◆ Assignment ◆
Take the data below and repeat it exactly.

◆ Dataset entries ◆
☆ ☆ ☆
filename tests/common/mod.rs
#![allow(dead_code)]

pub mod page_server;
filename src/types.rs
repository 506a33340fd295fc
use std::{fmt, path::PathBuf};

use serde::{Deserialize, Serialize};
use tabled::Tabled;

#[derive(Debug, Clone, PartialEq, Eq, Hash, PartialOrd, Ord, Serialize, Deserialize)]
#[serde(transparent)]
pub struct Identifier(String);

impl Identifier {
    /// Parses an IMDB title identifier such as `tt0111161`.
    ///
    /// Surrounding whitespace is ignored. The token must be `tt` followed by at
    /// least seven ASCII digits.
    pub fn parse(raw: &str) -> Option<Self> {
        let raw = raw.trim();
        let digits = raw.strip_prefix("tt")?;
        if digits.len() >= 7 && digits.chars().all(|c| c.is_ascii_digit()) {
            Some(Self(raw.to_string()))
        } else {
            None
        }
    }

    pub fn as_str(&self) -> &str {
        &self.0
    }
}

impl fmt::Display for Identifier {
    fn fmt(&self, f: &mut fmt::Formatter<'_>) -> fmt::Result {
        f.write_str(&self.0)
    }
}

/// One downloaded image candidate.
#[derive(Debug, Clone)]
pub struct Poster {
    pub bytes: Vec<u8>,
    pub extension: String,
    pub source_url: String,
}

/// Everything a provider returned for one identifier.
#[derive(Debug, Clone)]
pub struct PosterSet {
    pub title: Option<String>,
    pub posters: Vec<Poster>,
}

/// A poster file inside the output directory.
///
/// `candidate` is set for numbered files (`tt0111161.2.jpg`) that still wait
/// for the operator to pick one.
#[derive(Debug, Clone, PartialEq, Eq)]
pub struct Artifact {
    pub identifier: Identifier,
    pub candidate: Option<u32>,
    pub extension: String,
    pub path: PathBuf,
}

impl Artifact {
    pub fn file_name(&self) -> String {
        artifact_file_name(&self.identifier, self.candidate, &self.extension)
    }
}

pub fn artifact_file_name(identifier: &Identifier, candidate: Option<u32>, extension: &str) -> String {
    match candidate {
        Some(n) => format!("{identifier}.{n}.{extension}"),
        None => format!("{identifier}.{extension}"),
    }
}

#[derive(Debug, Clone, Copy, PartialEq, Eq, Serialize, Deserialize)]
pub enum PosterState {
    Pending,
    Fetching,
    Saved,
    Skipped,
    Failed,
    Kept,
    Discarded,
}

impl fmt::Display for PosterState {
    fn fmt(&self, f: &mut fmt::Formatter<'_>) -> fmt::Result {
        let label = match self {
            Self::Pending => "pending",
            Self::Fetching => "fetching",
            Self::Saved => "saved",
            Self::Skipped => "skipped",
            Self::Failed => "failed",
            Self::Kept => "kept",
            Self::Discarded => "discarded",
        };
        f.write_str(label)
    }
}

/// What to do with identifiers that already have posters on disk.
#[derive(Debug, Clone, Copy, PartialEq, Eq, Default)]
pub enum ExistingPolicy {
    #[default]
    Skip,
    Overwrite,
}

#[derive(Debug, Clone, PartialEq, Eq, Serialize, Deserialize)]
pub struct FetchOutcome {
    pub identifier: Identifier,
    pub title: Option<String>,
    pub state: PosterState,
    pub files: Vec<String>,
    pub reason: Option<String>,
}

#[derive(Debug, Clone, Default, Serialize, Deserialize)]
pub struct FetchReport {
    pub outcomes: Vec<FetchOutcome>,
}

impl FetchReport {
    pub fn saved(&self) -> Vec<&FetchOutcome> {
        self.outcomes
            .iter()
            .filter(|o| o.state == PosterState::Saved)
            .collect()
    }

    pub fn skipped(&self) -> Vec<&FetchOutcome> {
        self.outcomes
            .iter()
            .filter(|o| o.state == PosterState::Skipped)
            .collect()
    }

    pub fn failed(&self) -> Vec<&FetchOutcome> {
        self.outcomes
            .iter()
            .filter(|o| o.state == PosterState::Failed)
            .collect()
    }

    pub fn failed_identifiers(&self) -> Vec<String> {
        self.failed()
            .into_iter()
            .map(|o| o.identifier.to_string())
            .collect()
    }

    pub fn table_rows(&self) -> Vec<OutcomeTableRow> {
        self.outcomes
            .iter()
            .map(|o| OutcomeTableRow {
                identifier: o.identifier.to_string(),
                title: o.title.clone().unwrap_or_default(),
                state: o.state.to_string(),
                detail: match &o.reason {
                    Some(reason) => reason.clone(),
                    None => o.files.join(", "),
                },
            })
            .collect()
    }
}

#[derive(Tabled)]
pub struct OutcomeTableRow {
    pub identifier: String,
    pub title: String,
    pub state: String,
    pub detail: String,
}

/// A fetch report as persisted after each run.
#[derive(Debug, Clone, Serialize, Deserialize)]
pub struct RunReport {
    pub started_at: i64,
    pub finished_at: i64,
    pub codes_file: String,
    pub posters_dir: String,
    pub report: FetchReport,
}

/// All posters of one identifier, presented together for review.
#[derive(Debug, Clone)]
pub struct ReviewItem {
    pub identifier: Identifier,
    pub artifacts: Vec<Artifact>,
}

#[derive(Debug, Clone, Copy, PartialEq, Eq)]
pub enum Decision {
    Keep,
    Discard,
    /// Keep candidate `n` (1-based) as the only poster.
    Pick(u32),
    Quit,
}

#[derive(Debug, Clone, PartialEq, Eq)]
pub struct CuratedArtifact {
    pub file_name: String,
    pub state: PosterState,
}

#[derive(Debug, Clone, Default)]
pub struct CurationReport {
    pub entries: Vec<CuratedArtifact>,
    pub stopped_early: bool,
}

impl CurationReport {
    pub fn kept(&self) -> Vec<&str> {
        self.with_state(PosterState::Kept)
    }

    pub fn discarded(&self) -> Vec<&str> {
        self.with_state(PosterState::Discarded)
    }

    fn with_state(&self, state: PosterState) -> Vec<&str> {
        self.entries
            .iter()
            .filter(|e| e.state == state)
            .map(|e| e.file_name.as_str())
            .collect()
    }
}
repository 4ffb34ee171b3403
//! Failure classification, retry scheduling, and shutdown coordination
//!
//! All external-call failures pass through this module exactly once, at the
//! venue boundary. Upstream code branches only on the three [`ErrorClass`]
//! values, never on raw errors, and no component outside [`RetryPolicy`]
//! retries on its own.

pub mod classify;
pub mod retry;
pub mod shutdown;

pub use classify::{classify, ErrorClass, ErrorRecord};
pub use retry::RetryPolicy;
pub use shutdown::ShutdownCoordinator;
☆ ☆ ☆
◆ Exercise answer ◆
filename tests/common/mod.rs
#![allow(dead_code)]

pub mod page_server;
filename src/types.rs
repository 506a33340fd295fc
use std::{fmt, path::PathBuf};

use serde::{Deserialize, Serialize};
use tabled::Tabled;

#[derive(Debug, Clone, PartialEq, Eq, Hash, PartialOrd, Ord, Serialize, Deserialize)]
#[serde(transparent)]
pub struct Identifier(String);

impl Identifier {
    /// Parses an IMDB title identifier such as `tt0111161`.
    ///
    /// Surrounding whitespace is ignored. The token must be `tt` followed by at
    /// least seven ASCII digits.
    pub fn parse(raw: &str) -> Option<Self> {
        let raw = raw.trim();
        let digits = raw.strip_prefix("tt")?;
        if digits.len() >= 7 && digits.chars().all(|c| c.is_ascii_digit()) {
            Some(Self(raw.to_string()))
        } else {
            None
        }
    }

    pub fn as_str(&self) -> &str {
        &self.0
    }
}

impl fmt::Display for Identifier {
    fn fmt(&self, f: &mut fmt::Formatter<'_>) -> fmt::Result {
        f.write_str(&self.0)
    }
}

/// One downloaded image candidate.
#[derive(Debug, Clone)]
pub struct Poster {
    pub bytes: Vec<u8>,
    pub extension: String,
    pub source_url: String,
}

/// Everything a provider returned for one identifier.
#[derive(Debug, Clone)]
pub struct PosterSet {
    pub title: Option<String>,
    pub posters: Vec<Poster>,
}

/// A poster file inside the output directory.
///
/// `candidate` is set for numbered files (`tt0111161.2.jpg`) that still wait
/// for the operator to pick one.
#[derive(Debug, Clone, PartialEq, Eq)]
pub struct Artifact {
    pub identifier: Identifier,
    pub candidate: Option<u32>,
    pub extension: String,
    pub path: PathBuf,
}

impl Artifact {
    pub fn file_name(&self) -> String {
        artifact_file_name(&self.identifier, self.candidate, &self.extension)
    }
}

pub fn artifact_file_name(identifier: &Identifier, candidate: Option<u32>, extension: &str) -> String {
    match candidate {
        Some(n) => format!("{identifier}.{n}.{extension}"),
        None => format!("{identifier}.{extension}"),
    }
}

#[derive(Debug, Clone, Copy, PartialEq, Eq, Serialize, Deserialize)]
pub enum PosterState {
    Pending,
    Fetching,
    Saved,
    Skipped,
    Failed,
    Kept,
    Discarded,
}

impl fmt::Display for PosterState {
    fn fmt(&self, f: &mut fmt::Formatter<'_>) -> fmt::Result {
        let label = match self {
            Self::Pending => "pending",
            Self::Fetching => "fetching",
            Self::Saved => "saved",
            Self::Skipped => "skipped",
            Self::Failed => "failed",
            Self::Kept => "kept",
            Self::Discarded => "discarded",
        };
        f.write_str(label)
    }
}

/// What to do with identifiers that already have posters on disk.
#[derive(Debug, Clone, Copy, PartialEq, Eq, Default)]
pub enum ExistingPolicy {
    #[default]
    Skip,
    Overwrite,
}

#[derive(Debug, Clone, PartialEq, Eq, Serialize, Deserialize)]
pub struct FetchOutcome {
    pub identifier: Identifier,
    pub title: Option<String>,
    pub state: PosterState,
    pub files: Vec<String>,
    pub reason: Option<String>,
}

#[derive(Debug, Clone, Default, Serialize, Deserialize)]
pub struct FetchReport {
    pub outcomes: Vec<FetchOutcome>,
}

impl FetchReport {
    pub fn saved(&self) -> Vec<&FetchOutcome> {
        self.outcomes
            .iter()
            .filter(|o| o.state == PosterState::Saved)
            .collect()
    }

    pub fn skipped(&self) -> Vec<&FetchOutcome> {
        self.outcomes
            .iter()
            .filter(|o| o.state == PosterState::Skipped)
            .collect()
    }

    pub fn failed(&self) -> Vec<&FetchOutcome> {
        self.outcomes
            .iter()
            .filter(|o| o.state == PosterState::Failed)
            .collect()
    }

    pub fn failed_identifiers(&self) -> Vec<String> {
        self.failed()
            .into_iter()
            .map(|o| o.identifier.to_string())
            .collect()
    }

    pub fn table_rows(&self) -> Vec<OutcomeTableRow> {
        self.outcomes
            .iter()
            .map(|o| OutcomeTableRow {
                identifier: o.identifier.to_string(),
                title: o.title.clone().unwrap_or_default(),
                state: o.state.to_string(),
                detail: match &o.reason {
                    Some(reason) => reason.clone(),
                    None => o.files.join(", "),
                },
            })
            .collect()
    }
}

#[derive(Tabled)]
pub struct OutcomeTableRow {
    pub identifier: String,
    pub title: String,
    pub state: String,
    pub detail: String,
}

/// A fetch report as persisted after each run.
#[derive(Debug, Clone, Serialize, Deserialize)]
pub struct RunReport {
    pub started_at: i64,
    pub finished_at: i64,
    pub codes_file: String,
    pub posters_dir: String,
    pub report: FetchReport,
}

/// All posters of one identifier, presented together for review.
#[derive(Debug, Clone)]
pub struct ReviewItem {
    pub identifier: Identifier,
    pub artifacts: Vec<Artifact>,
}

#[derive(Debug, Clone, Copy, PartialEq, Eq)]
pub enum Decision {
    Keep,
    Discard,
    /// Keep candidate `n` (1-based) as the only poster.
    Pick(u32),
    Quit,
}

#[derive(Debug, Clone, PartialEq, Eq)]
pub struct CuratedArtifact {
    pub file_name: String,
    pub state: PosterState,
}

#[derive(Debug, Clone, Default)]
pub struct CurationReport {
    pub entries: Vec<CuratedArtifact>,
    pub stopped_early: bool,
}

impl CurationReport {
    pub fn kept(&self) -> Vec<&str> {
        self.with_state(PosterState::Kept)
    }

    pub fn discarded(&self) -> Vec<&str> {
        self.with_state(PosterState::Discarded)
    }

    fn with_state(&self, state: PosterState) -> Vec<&str> {
        self.entries
            .iter()
            .filter(|e| e.state == state)
            .map(|e| e.file_name.as_str())
            .collect()
    }
}
repository 4ffb34ee171b3403
//! Failure classification, retry scheduling, and shutdown coordination
//!
//! All external-call failures pass through this module exactly once, at the
//! venue boundary. Upstream code branches only on the three [`ErrorClass`]
//! values, never on raw errors, and no component outside [`RetryPolicy`]
//! retries on its own.

pub mod classify;
pub mod retry;
pub mod shutdown;

pub use classify::{classify, ErrorClass, ErrorRecord};
pub use retry::RetryPolicy;
pub use shutdown::ShutdownCoordinator;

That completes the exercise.